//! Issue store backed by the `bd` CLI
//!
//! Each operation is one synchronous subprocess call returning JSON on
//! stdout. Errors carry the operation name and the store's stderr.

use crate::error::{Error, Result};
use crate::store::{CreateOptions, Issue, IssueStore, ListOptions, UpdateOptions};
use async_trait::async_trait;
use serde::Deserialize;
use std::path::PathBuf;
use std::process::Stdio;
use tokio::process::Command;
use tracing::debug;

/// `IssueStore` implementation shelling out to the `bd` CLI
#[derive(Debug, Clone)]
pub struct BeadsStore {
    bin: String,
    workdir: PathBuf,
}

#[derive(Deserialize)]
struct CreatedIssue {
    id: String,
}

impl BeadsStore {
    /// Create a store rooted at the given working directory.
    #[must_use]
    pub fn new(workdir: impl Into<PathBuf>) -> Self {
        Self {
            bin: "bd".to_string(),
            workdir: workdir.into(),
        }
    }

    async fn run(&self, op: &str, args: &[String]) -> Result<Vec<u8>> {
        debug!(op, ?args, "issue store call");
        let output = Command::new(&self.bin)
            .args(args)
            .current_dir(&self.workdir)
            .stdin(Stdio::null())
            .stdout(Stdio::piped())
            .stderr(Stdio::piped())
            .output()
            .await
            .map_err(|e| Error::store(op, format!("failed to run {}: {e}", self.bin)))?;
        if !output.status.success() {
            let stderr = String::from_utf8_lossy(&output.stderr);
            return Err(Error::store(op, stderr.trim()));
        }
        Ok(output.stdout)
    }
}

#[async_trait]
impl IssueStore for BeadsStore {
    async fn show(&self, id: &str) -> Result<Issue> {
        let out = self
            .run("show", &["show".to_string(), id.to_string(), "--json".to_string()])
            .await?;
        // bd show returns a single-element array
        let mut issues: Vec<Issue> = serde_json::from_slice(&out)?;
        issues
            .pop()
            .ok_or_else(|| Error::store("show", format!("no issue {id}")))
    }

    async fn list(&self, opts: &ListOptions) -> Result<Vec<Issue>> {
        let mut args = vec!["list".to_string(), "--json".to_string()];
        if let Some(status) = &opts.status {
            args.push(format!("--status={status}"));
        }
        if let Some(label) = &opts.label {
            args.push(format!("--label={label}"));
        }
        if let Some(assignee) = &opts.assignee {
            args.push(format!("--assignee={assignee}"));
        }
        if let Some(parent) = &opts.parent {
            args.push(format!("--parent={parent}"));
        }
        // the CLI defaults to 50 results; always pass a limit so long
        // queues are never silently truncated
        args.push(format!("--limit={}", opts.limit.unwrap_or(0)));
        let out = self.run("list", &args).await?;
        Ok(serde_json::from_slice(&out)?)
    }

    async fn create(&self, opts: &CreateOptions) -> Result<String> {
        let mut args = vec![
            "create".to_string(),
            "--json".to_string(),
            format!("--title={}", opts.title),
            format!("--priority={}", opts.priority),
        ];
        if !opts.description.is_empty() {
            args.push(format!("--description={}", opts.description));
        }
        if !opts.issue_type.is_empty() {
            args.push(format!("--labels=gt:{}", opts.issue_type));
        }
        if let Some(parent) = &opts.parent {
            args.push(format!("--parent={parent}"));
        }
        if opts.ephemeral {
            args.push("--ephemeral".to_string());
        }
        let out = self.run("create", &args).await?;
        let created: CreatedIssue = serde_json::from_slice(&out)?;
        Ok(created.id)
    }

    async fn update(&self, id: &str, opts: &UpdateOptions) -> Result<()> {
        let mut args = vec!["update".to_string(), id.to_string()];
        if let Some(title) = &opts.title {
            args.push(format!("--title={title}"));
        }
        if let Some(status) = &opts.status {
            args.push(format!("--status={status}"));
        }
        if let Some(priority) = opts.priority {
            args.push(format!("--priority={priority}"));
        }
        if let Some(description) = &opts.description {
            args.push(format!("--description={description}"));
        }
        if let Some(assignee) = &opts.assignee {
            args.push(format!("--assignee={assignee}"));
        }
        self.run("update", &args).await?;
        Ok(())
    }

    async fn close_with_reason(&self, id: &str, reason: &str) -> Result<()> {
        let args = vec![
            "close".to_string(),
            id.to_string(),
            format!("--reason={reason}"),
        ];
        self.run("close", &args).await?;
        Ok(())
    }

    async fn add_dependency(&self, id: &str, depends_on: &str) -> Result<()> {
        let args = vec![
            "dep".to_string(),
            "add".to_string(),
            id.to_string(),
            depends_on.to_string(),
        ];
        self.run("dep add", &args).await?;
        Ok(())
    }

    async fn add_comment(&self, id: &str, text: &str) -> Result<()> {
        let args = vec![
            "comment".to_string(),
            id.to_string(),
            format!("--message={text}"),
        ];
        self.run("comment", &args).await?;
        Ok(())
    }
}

Requirement:
This task calls for each line of the material that contains "struct".

Result of this exercise:
pub struct BeadsStore {
struct CreatedIssue {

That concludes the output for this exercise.